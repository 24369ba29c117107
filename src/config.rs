use std::{fs, path::Path, path::PathBuf};

use serde::{Deserialize, Serialize};
use thiserror::Error;

use crate::sources::TruncatePolicy;
use crate::store::DEFAULT_FILE_NAME;

pub const DEFAULT_BASE_URL: &str = "https://www.meetup.com/";
pub const DEFAULT_TARGET: &str = "./dist";

#[derive(Debug, Error)]
pub enum ConfigError {
    #[error("unable to read config {path}: {reason}")]
    Read { path: PathBuf, reason: String },
    #[error("invalid config {path}: {reason}")]
    Parse { path: PathBuf, reason: String },
    #[error("no group slug configured; set GROUP_SLUG or pass --group-slug")]
    MissingGroup,
}

/// Which adapter acquires the events.
#[derive(Debug, Clone, Copy, Default, PartialEq, Eq, Serialize, Deserialize, clap::ValueEnum)]
#[serde(rename_all = "lowercase")]
pub enum SourceKind {
    /// Nested-object queries against the legacy `mu_api` endpoint.
    #[default]
    Api,
    /// GraphQL queries with server-side limits.
    Graphql,
    /// Scrapes the listing page and every event page.
    Browser,
}

#[derive(Debug, Clone, Serialize, Deserialize, PartialEq)]
#[serde(default)]
pub struct HarvestConfig {
    pub base_url: String,
    pub group_slug: Option<String>,
    pub source: SourceKind,
    pub limit_upcoming: Option<usize>,
    pub limit_past: Option<usize>,
    pub truncate: TruncatePolicy,
    /// Output file name; `{day}`, `{date}` and `{id}` are filled from the event.
    pub file_name: String,
    pub target: PathBuf,
    pub session_cookie: Option<String>,
}

impl Default for HarvestConfig {
    fn default() -> Self {
        Self {
            base_url: DEFAULT_BASE_URL.to_string(),
            group_slug: None,
            source: SourceKind::default(),
            limit_upcoming: None,
            limit_past: None,
            truncate: TruncatePolicy::default(),
            file_name: DEFAULT_FILE_NAME.to_string(),
            target: PathBuf::from(DEFAULT_TARGET),
            session_cookie: None,
        }
    }
}

impl HarvestConfig {
    /// Reads a JSON config file. A missing file yields the defaults.
    pub fn load(path: &Path) -> Result<Self, ConfigError> {
        if !path.exists() {
            return Ok(Self::default());
        }
        let contents = fs::read_to_string(path).map_err(|err| ConfigError::Read {
            path: path.to_path_buf(),
            reason: err.to_string(),
        })?;
        serde_json::from_str(&contents).map_err(|err| ConfigError::Parse {
            path: path.to_path_buf(),
            reason: err.to_string(),
        })
    }

    pub fn group(&self) -> Result<&str, ConfigError> {
        self.group_slug
            .as_deref()
            .map(str::trim)
            .filter(|slug| !slug.is_empty())
            .ok_or(ConfigError::MissingGroup)
    }
}
use std::time::Duration;

use async_trait::async_trait;
use reqwest::header::{HeaderMap, HeaderValue, COOKIE};
use reqwest::{Client, Method, Url};
use serde_json::Value;
use thiserror::Error;

const USER_AGENT: &str = concat!("meetup-harvest/", env!("CARGO_PKG_VERSION"));
const REQUEST_TIMEOUT: Duration = Duration::from_secs(20);
const LOGIN_PATH: &str = "/login";

#[derive(Debug, Error)]
pub enum SessionError {
    #[error("invalid url {0}")]
    InvalidUrl(String),
    #[error("http error: {0}")]
    Http(String),
    #[error("non-success status {status} for {url}")]
    Status { status: u16, url: String },
    #[error("session is not authenticated (redirected to {0})")]
    NotAuthenticated(String),
    #[error("unable to decode response from {url}: {reason}")]
    Decode { url: String, reason: String },
}

/// A loaded page: the final URL after redirects plus its markup.
#[derive(Debug, Clone)]
pub struct Page {
    pub url: Url,
    pub html: String,
}

/// An already-authenticated browsing session on the event platform.
#[async_trait]
pub trait Session: Send + Sync {
    fn base_url(&self) -> &Url;

    async fn navigate(&self, url: &Url) -> Result<Page, SessionError>;

    async fn request(
        &self,
        method: Method,
        url: &Url,
        body: Option<Value>,
    ) -> Result<Value, SessionError>;

    /// Resolves a site-relative path against the session's base URL.
    fn resolve(&self, path: &str) -> Result<Url, SessionError> {
        self.base_url()
            .join(path.trim_start_matches('/'))
            .map_err(|err| SessionError::InvalidUrl(format!("{path}: {err}")))
    }
}

pub struct HttpSession {
    base_url: Url,
    client: Client,
}

impl HttpSession {
    pub fn new(base_url: &str, cookie: Option<&str>) -> Result<Self, SessionError> {
        let mut base_url = Url::parse(base_url)
            .map_err(|err| SessionError::InvalidUrl(format!("{base_url}: {err}")))?;
        if !base_url.path().ends_with('/') {
            let path = format!("{}/", base_url.path());
            base_url.set_path(&path);
        }

        let mut headers = HeaderMap::new();
        if let Some(cookie) = cookie.map(str::trim).filter(|value| !value.is_empty()) {
            let value = HeaderValue::from_str(cookie)
                .map_err(|err| SessionError::Http(format!("invalid session cookie: {err}")))?;
            headers.insert(COOKIE, value);
        }

        let client = Client::builder()
            .timeout(REQUEST_TIMEOUT)
            .user_agent(USER_AGENT)
            .default_headers(headers)
            .build()
            .map_err(|err| SessionError::Http(err.to_string()))?;

        Ok(Self { base_url, client })
    }

    async fn send(
        &self,
        method: Method,
        url: &Url,
        body: Option<Value>,
    ) -> Result<reqwest::Response, SessionError> {
        tracing::debug!(%method, %url, "session request");
        let mut request = self.client.request(method, url.clone());
        if let Some(body) = body {
            request = request.json(&body);
        }
        let response = request
            .send()
            .await
            .map_err(|err| SessionError::Http(format!("request failed for {url}: {err}")))?;

        if response.url().path().starts_with(LOGIN_PATH) {
            return Err(SessionError::NotAuthenticated(response.url().to_string()));
        }

        let status = response.status();
        if !status.is_success() {
            return Err(SessionError::Status {
                status: status.as_u16(),
                url: url.to_string(),
            });
        }
        Ok(response)
    }
}

#[async_trait]
impl Session for HttpSession {
    fn base_url(&self) -> &Url {
        &self.base_url
    }

    async fn navigate(&self, url: &Url) -> Result<Page, SessionError> {
        let response = self.send(Method::GET, url, None).await?;
        let final_url = response.url().clone();
        let html = response.text().await.map_err(|err| SessionError::Decode {
            url: url.to_string(),
            reason: err.to_string(),
        })?;
        Ok(Page {
            url: final_url,
            html,
        })
    }

    async fn request(
        &self,
        method: Method,
        url: &Url,
        body: Option<Value>,
    ) -> Result<Value, SessionError> {
        let response = self.send(method, url, body).await?;
        let text = response.text().await.map_err(|err| SessionError::Decode {
            url: url.to_string(),
            reason: err.to_string(),
        })?;
        serde_json::from_str(&text).map_err(|err| SessionError::Decode {
            url: url.to_string(),
            reason: err.to_string(),
        })
    }
}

★ ★ ★ ★

Description of the task:
Check each line of the listing above. Copy it if it holds the string "Serialize".

Solved problem:
use serde::{Deserialize, Serialize};
#[derive(Debug, Clone, Copy, Default, PartialEq, Eq, Serialize, Deserialize, clap::ValueEnum)]
#[derive(Debug, Clone, Serialize, Deserialize, PartialEq)]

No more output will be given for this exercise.